PrologueA Chapter by ShepPrologue
Death is only the
beginning of something else for someone like Jeff Mandon. It is a rarity of a
life unfulfilled as he suffers, by his own rage, bound without a body as his
dreams are endless nightmares. The world cries out to him, but he cannot grasp
it as it sifts like sand between his fingers. His screams echo as he tries to
search for the boy, EJ, he left behind as he watched him become a man. Now
burdened with suffering, not there to help or guide him through life to relieve
his suffering or perhaps change his destiny, he cries out. “EJ, forgive me.” The
words seemed hollow as they left his trembling, cold lips. “EJ, where are you?
What have I done?” His mouth tasted of iron as the blood fell upon his dead
lips. Jeff could still smell the discharge of gunpowder, and after the light
dimmed from his eyes, he lay dead on the rich blue carpet of his room. Jeff was
almost nineteen. His face still held the innocence of a young boy with blond
hair, which seemed white when the sun fell upon it. He was seven feet tall and
barely cast a shadow in the world at the time. He
had just received his LDS mission call when he graduated that following year as
a high school basketball star. His parents, who held a prominent position in
their church, were so proud. What more could they want than to have Jeff follow
in his father’s footsteps? Jeff would stand by their side after two years when
he returned from his mission, basking in the glory and power while others
kneeled before them like dogs begging for scraps at the table. They
couldn’t wait for him to join their crusade, helping Morgan rule this world and
many others beyond the realm of Time. Instead, old men followed a puppet
president entrenched in Washington, daring to lead Congress. No. They need a
better man to rule them, who could set aside petty arguments. As Jeff’s mother
held his cold hand as he lay in a blue silver casket, she would call him her
blue-eyed baby boy. She mumbled. “That strong chin makes him look so much like
his father. “Oh, why, Jeff, why? You could have had it all.” He
tried to comfort her, but the living could not hear the dead. “Mother, it was
Morgan. Your colleague, your friend,” but it was no use. The darkness, now cold
against his skin, as he tried to move but was bound by some unseen force. He
heard laughter all around him, the sound of Morgan’s voice. “At
last, it is over, and you have lost. How dare you go against our plans? The boy
will be mine! And the White
Solon will never rise.” The
words still echoed as the darkness receded, and he could move freely. Jeff sat
up, shaking the last thoughts as he glanced around, seeing his body fade like a
bad dream. Yet it was not a dream, for he remembers it clearly to the smallest
detail. Jeff remembered Morgan walking into his bedroom uninvited placed the
rifle into his hands. He could still feel the cold, hardened steel pressed
against his head and his finger tightening around the trigger. Jeff turned to
ask why. But it was too late as he watched the knob on the door turn and the
door open and saw EJ’s surprised young face for the last Time. Jeff
tried to shake the images from his mind for the hundredth time, but they always
left him cold, like the graveyard where his bones lay after all these years. He
looked up from his book to find Bowden staring at him. His cool blue eyes and
raven black hair hung loosely over his broad shoulders. He
was not a big man, an average height of six feet even, with high cheekbones and
smooth lips that smiled occasionally. People knew him as a prankster in his
younger years, but now he is a simple librarian of ancient languages and runes.
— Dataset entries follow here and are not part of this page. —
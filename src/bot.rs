use std::panic::AssertUnwindSafe;

use anyhow::{Context, Result};
use futures::FutureExt;
use tracing::{debug, error, info, warn};

use crate::classifier::{self, BotIdentity};
use crate::config::{Config, PollingConfig, TelegramConfig};
use crate::dispatcher::{self, DeliveryReport};
use crate::llm::Completer;
use crate::platform::{Platform, Update};
use crate::poller::{self, Backoff, Cursor, LoopPhase, LoopState};
use crate::responder::Responder;

/// Resolve the bot's own username; group addressing depends on it.
pub async fn bootstrap<P>(platform: &P) -> Result<BotIdentity>
where
    P: Platform + ?Sized,
{
    let username = match platform.get_me().await {
        Ok(username) => username,
        Err(e) => {
            error!("Cannot get bot info. Check BOT_TOKEN and network: {}", e);
            return Err(e).context("Cannot get bot info. Check BOT_TOKEN and network");
        }
    };
    let identity = BotIdentity::new(&username);
    info!("Bot username: @{}", identity.username());
    Ok(identity)
}

/// The polling bot: one loop, one update at a time.
pub struct ShinobuBot<P, C> {
    platform: P,
    responder: Responder<C>,
    identity: BotIdentity,
    telegram: TelegramConfig,
    polling: PollingConfig,
}

impl<P: Platform, C: Completer> ShinobuBot<P, C> {
    pub fn new(
        platform: P,
        responder: Responder<C>,
        identity: BotIdentity,
        telegram: TelegramConfig,
        polling: PollingConfig,
    ) -> Self {
        Self {
            platform,
            responder,
            identity,
            telegram,
            polling,
        }
    }

    /// Bootstrap the identity, then assemble the bot.
    pub async fn start(platform: P, responder: Responder<C>, config: &Config) -> Result<Self> {
        let identity = bootstrap(&platform).await?;
        Ok(Self::new(
            platform,
            responder,
            identity,
            config.telegram.clone(),
            config.polling.clone(),
        ))
    }

    pub fn initial_state(&self) -> LoopState {
        LoopState::new(Backoff::new(
            self.polling.backoff_floor(),
            self.polling.backoff_ceiling(),
        ))
    }

    /// Poll until interrupted. In-flight work is dropped on shutdown.
    pub async fn run(&self) -> Result<()> {
        let mut state = self.initial_state();

        let shutdown = async {
            if let Err(e) = tokio::signal::ctrl_c().await {
                warn!("Cannot listen for shutdown signal: {}", e);
                std::future::pending::<()>().await;
            }
        };
        tokio::pin!(shutdown);

        info!("Polling for updates...");
        while !state.is_stopped() {
            let interrupted = tokio::select! {
                _ = &mut shutdown => true,
                next = self.cycle(state) => {
                    state = next;
                    false
                }
            };
            if interrupted {
                info!("Shutdown signal received, stopping");
                state.stop();
            }
        }

        info!("Bot stopped (last update: {:?})", state.cursor.last_seen());
        Ok(())
    }

    /// Advance the loop by one step and hand back the new state.
    pub async fn cycle(&self, mut state: LoopState) -> LoopState {
        match state.phase {
            LoopPhase::Stopped => {}
            LoopPhase::BackingOff(delay) => {
                tokio::time::sleep(delay).await;
                state.on_backoff_elapsed();
            }
            LoopPhase::Polling => {
                match poller::poll(&self.platform, &state.cursor, &self.telegram).await {
                    Ok(updates) => {
                        state.on_poll_success();
                        self.process_batch(&mut state.cursor, updates).await;
                        tokio::time::sleep(self.polling.idle_pause()).await;
                    }
                    Err(e) => {
                        let delay = state.on_poll_failure();
                        warn!("getUpdates failed: {} (retrying in {:?})", e, delay);
                    }
                }
            }
        }
        state
    }

    /// The cursor moves past every fresh update, handled or not, so nothing
    /// consumed here is fetched again.
    async fn process_batch(&self, cursor: &mut Cursor, updates: Vec<Update>) {
        for update in updates {
            let id = update.id;
            if !cursor.advance(id) {
                debug!("Skipping already-seen update {}", id);
                continue;
            }

            let outcome = AssertUnwindSafe(self.handle_update(update))
                .catch_unwind()
                .await;
            if outcome.is_err() {
                error!("Unexpected fault while handling update {}", id);
                tokio::time::sleep(self.polling.error_pause()).await;
            }
        }
    }

    /// Classify, answer and deliver a single update. `None` when the update
    /// needed no answer.
    pub async fn handle_update(&self, update: Update) -> Option<DeliveryReport> {
        let message = update.message?;

        let Some(modality) = classifier::classify(&message, &self.identity) else {
            debug!(
                "Update {} in chat {} not for us, skipping",
                update.id, message.chat.id
            );
            return None;
        };

        info!(
            "Update {}: {} message in chat {}",
            update.id,
            modality.name(),
            message.chat.id
        );

        let reply = self.responder.respond(&modality).await;
        let report =
            dispatcher::dispatch(&self.platform, message.chat.id, reply.into_outbound()).await;
        if report.failed > 0 {
            warn!(
                "Update {}: {}/{} send(s) failed",
                update.id, report.failed, report.attempted
            );
        }
        Some(report)
    }
}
He had been his mentor and teacher for thirty years and still looked like a man
not a day over three hundred in wizard years. It had become his duty to find
the missing link that links the boy to the Dark Prince and the White Solon and
the whereabouts of the missing boy EJ as he searches the hidden libraries
beyond the looking glass. Jeff’s
anger and rage seemed to linger beyond the veil of Time as he looked for his
charge, EJ Stuart. For some reason, he had lost him in the world in which he
lives. And it did not help to know that his charge was in danger of losing his
life if he could not find him or the connection. According to his good friend
Derrick, a member of Death in charge of the human world, the boy lived in and
used to live in before he became EJ’s guardian. Jeff growled impatiently. “EJ, where
are you? Morgan, what have you done?” Jeff said, slamming another old history
book closed loud enough to anger his mentor and close friend, Bowden, as he
watched his notes slip to the floor in a messy heap. * * * * In
the distance, Morgan stood against a tree near an untended graveyard that only
the ghost haunts these days. It has been centuries since it has seen an actual
person and even longer since Morgan visited this particular graveyard. For in
it, the buried bones of both his parents, Glen, and Melee Tremens. The thoughts
of his father still anger him. Hess, his master, was right after all. He needed
to die. But even his brothers, Orayon and Daygan, have vacant tombs that still
elude him after all these years. Yet this was not the reason he was here.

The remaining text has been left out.